[WHAT THE TASK ASKS] What do the lines from the top of the data through the line with "PORT env var." say? Quote them exactly and include both ends.

GIVEN RECORDS section start

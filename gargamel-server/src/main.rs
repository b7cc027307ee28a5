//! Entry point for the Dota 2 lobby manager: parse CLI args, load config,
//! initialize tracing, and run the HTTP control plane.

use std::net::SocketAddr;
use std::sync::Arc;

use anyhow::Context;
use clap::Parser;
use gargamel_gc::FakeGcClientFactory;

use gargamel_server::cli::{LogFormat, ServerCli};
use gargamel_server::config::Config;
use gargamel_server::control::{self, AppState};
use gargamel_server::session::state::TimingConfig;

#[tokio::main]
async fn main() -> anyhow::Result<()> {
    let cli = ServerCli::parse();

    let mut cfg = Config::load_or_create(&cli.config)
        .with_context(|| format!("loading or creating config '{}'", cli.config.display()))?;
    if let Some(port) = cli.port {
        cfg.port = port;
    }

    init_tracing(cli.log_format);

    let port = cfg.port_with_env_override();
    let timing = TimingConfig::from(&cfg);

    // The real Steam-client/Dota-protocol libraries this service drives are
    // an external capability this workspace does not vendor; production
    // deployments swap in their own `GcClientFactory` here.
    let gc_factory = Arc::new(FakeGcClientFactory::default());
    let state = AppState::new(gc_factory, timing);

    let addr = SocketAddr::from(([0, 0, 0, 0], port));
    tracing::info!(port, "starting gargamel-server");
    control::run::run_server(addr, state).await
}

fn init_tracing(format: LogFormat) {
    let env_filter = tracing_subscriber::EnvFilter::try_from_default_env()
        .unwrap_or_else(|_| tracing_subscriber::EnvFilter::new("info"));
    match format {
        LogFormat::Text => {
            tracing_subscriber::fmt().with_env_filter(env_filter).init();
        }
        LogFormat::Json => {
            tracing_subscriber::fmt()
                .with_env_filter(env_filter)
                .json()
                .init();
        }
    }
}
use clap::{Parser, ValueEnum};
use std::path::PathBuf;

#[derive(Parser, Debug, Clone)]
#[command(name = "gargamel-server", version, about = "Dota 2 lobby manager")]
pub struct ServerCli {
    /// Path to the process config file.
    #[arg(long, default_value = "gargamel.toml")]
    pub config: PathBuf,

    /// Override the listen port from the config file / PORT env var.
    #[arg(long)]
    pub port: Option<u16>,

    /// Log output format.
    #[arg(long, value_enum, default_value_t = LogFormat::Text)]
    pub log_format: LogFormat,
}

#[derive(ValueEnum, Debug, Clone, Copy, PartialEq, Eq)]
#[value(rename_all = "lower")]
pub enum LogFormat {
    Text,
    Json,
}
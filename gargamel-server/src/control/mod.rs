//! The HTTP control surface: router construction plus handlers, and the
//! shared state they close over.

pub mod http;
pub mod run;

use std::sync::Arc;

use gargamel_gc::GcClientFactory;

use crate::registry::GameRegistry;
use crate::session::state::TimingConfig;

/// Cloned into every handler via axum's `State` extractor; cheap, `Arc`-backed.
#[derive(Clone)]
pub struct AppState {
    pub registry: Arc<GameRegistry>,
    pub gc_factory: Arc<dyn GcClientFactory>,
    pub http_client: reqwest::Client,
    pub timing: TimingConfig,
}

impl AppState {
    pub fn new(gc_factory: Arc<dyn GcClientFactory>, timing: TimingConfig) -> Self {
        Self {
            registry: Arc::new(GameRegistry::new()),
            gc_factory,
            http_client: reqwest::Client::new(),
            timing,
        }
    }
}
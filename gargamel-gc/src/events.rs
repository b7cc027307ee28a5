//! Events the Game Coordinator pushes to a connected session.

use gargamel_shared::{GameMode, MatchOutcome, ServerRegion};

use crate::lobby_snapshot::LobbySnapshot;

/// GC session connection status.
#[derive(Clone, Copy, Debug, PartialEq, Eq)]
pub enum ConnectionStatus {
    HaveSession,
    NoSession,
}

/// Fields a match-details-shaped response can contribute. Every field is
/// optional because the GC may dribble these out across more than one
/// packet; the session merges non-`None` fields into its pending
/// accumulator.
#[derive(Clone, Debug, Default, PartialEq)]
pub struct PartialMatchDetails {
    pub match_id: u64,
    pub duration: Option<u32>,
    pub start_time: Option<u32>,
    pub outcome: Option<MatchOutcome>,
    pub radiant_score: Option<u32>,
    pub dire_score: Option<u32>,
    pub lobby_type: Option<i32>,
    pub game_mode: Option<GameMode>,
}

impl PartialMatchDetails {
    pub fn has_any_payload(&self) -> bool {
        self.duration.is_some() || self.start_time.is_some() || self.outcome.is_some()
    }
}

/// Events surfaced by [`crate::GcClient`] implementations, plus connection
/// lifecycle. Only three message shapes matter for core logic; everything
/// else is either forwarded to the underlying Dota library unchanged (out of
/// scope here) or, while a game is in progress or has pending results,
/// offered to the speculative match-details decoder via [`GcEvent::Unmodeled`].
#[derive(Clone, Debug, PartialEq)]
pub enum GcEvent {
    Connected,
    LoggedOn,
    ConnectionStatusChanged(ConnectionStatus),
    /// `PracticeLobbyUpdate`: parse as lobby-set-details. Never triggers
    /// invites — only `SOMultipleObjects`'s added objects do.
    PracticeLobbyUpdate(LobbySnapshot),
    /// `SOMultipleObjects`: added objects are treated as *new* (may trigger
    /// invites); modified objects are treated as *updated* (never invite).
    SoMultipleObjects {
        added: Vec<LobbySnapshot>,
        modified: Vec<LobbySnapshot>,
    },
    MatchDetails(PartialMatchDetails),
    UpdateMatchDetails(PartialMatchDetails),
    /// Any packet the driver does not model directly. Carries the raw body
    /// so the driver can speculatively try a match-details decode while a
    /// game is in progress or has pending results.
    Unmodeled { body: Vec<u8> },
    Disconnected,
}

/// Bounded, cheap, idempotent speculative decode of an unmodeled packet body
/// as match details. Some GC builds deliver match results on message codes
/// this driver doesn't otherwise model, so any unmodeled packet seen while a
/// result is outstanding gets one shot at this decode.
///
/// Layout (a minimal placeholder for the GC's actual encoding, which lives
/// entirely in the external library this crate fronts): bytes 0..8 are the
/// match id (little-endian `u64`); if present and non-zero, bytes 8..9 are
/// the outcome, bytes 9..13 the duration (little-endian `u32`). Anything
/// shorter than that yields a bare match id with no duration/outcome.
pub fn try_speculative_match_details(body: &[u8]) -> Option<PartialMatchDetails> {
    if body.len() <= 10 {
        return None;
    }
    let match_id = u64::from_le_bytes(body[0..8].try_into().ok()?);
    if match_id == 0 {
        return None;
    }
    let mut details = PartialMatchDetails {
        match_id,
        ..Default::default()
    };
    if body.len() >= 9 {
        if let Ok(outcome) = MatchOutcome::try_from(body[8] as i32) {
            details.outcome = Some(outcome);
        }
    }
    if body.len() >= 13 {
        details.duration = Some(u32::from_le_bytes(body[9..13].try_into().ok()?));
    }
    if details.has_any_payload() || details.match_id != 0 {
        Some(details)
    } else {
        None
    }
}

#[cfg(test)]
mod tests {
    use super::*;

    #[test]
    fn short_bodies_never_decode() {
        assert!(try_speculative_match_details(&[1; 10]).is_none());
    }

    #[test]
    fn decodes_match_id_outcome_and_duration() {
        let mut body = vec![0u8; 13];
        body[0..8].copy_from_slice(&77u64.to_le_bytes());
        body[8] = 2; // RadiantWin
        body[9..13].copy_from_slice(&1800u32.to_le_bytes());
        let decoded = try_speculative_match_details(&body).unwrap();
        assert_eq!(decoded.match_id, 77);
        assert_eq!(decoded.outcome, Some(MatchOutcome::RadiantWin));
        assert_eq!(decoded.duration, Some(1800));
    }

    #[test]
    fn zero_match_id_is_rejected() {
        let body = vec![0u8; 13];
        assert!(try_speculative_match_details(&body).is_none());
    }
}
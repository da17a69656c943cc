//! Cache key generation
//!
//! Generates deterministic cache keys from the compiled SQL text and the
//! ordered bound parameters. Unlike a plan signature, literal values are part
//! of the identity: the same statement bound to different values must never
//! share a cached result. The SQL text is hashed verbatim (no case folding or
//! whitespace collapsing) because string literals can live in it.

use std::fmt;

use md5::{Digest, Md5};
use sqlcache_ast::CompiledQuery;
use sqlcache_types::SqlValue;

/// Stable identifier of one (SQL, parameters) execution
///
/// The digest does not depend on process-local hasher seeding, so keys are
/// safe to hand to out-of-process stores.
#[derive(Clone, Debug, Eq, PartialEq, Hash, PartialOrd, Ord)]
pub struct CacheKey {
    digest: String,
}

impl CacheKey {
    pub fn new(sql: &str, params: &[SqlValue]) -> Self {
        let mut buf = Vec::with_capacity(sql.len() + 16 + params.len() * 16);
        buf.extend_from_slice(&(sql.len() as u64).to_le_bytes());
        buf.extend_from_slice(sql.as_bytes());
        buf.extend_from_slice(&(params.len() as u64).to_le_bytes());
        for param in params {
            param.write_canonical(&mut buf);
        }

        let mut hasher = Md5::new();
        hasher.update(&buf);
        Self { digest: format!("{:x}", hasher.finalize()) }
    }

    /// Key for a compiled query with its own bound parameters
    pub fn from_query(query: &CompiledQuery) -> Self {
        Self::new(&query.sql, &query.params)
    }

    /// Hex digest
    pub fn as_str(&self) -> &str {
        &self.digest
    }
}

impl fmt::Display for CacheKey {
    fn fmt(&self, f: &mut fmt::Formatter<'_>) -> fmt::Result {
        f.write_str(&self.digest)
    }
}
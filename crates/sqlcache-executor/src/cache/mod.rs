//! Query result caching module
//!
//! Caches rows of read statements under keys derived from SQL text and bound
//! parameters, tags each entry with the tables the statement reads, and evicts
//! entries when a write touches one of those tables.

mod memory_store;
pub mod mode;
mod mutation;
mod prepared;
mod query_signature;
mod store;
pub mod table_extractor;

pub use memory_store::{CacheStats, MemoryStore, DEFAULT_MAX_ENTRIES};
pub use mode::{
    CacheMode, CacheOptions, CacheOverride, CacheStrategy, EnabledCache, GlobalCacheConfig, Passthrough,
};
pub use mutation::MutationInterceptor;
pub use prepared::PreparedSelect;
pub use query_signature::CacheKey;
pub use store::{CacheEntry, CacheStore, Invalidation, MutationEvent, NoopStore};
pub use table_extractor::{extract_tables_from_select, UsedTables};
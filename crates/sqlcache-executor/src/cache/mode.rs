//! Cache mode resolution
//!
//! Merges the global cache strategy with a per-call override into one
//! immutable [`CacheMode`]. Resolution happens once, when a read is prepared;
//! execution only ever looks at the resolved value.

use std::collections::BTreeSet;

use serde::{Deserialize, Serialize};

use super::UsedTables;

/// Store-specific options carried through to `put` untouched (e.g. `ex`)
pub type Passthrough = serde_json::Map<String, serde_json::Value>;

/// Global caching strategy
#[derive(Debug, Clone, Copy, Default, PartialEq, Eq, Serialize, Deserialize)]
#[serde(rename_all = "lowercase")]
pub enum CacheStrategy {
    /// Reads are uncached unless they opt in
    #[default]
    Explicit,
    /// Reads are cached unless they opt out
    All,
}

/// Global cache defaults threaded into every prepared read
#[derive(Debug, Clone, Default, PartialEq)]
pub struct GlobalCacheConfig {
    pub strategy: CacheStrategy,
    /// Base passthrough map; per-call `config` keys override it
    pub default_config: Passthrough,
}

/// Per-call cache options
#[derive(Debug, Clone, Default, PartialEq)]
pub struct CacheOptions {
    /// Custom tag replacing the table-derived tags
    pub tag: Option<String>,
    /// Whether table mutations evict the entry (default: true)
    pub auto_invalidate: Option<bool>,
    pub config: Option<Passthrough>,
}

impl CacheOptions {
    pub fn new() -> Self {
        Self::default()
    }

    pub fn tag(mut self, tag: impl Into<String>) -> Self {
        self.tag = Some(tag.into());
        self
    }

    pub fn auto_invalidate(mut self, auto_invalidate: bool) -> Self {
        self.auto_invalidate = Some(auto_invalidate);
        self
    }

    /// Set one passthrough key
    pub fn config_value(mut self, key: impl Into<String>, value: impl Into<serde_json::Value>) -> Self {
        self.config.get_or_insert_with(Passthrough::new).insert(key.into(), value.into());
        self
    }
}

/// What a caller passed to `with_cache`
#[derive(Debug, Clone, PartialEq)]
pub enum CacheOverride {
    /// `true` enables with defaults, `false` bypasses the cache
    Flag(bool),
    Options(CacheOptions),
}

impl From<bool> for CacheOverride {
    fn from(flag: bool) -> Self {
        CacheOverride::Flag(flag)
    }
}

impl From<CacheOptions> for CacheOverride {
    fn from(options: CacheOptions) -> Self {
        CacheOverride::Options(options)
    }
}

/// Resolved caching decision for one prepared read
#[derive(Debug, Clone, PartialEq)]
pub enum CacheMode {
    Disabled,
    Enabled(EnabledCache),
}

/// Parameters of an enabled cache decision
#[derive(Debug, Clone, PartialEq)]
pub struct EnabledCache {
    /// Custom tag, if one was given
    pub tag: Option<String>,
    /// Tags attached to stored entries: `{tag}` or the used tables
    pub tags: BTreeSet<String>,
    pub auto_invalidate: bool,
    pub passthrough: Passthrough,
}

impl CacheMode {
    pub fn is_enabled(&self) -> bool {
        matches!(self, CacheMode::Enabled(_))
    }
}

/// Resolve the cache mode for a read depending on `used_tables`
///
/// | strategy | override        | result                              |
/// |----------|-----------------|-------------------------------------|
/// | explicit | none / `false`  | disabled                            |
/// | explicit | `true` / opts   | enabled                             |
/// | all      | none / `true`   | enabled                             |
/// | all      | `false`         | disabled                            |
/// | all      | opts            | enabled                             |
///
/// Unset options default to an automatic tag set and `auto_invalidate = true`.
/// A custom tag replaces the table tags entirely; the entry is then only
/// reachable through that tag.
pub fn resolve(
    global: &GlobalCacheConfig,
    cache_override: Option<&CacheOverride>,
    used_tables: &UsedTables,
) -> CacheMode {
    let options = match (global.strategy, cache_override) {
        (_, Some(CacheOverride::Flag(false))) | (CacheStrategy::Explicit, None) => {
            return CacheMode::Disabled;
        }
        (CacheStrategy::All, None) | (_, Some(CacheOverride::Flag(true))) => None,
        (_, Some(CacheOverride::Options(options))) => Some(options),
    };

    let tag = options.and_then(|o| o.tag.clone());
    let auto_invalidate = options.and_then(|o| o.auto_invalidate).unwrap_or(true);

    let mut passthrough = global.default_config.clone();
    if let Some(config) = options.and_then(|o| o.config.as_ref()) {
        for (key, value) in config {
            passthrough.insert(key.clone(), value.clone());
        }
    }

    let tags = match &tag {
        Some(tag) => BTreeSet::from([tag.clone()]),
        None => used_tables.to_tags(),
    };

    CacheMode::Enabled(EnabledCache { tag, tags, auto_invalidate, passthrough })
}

GIVEN RECORDS section end

[SOLUTION TO THE PROBLEM]
filename gargamel-server/src/main.rs
repository b7cc027307ee28a5
//! Entry point for the Dota 2 lobby manager: parse CLI args, load config,
//! initialize tracing, and run the HTTP control plane.

use std::net::SocketAddr;
use std::sync::Arc;

use anyhow::Context;
use clap::Parser;
use gargamel_gc::FakeGcClientFactory;

use gargamel_server::cli::{LogFormat, ServerCli};
use gargamel_server::config::Config;
use gargamel_server::control::{self, AppState};
use gargamel_server::session::state::TimingConfig;

#[tokio::main]
async fn main() -> anyhow::Result<()> {
    let cli = ServerCli::parse();

    let mut cfg = Config::load_or_create(&cli.config)
        .with_context(|| format!("loading or creating config '{}'", cli.config.display()))?;
    if let Some(port) = cli.port {
        cfg.port = port;
    }

    init_tracing(cli.log_format);

    let port = cfg.port_with_env_override();
    let timing = TimingConfig::from(&cfg);

    // The real Steam-client/Dota-protocol libraries this service drives are
    // an external capability this workspace does not vendor; production
    // deployments swap in their own `GcClientFactory` here.
    let gc_factory = Arc::new(FakeGcClientFactory::default());
    let state = AppState::new(gc_factory, timing);

    let addr = SocketAddr::from(([0, 0, 0, 0], port));
    tracing::info!(port, "starting gargamel-server");
    control::run::run_server(addr, state).await
}

fn init_tracing(format: LogFormat) {
    let env_filter = tracing_subscriber::EnvFilter::try_from_default_env()
        .unwrap_or_else(|_| tracing_subscriber::EnvFilter::new("info"));
    match format {
        LogFormat::Text => {
            tracing_subscriber::fmt().with_env_filter(env_filter).init();
        }
        LogFormat::Json => {
            tracing_subscriber::fmt()
                .with_env_filter(env_filter)
                .json()
                .init();
        }
    }
}
use clap::{Parser, ValueEnum};
use std::path::PathBuf;

#[derive(Parser, Debug, Clone)]
#[command(name = "gargamel-server", version, about = "Dota 2 lobby manager")]
pub struct ServerCli {
    /// Path to the process config file.
    #[arg(long, default_value = "gargamel.toml")]
    pub config: PathBuf,

    /// Override the listen port from the config file / PORT env var.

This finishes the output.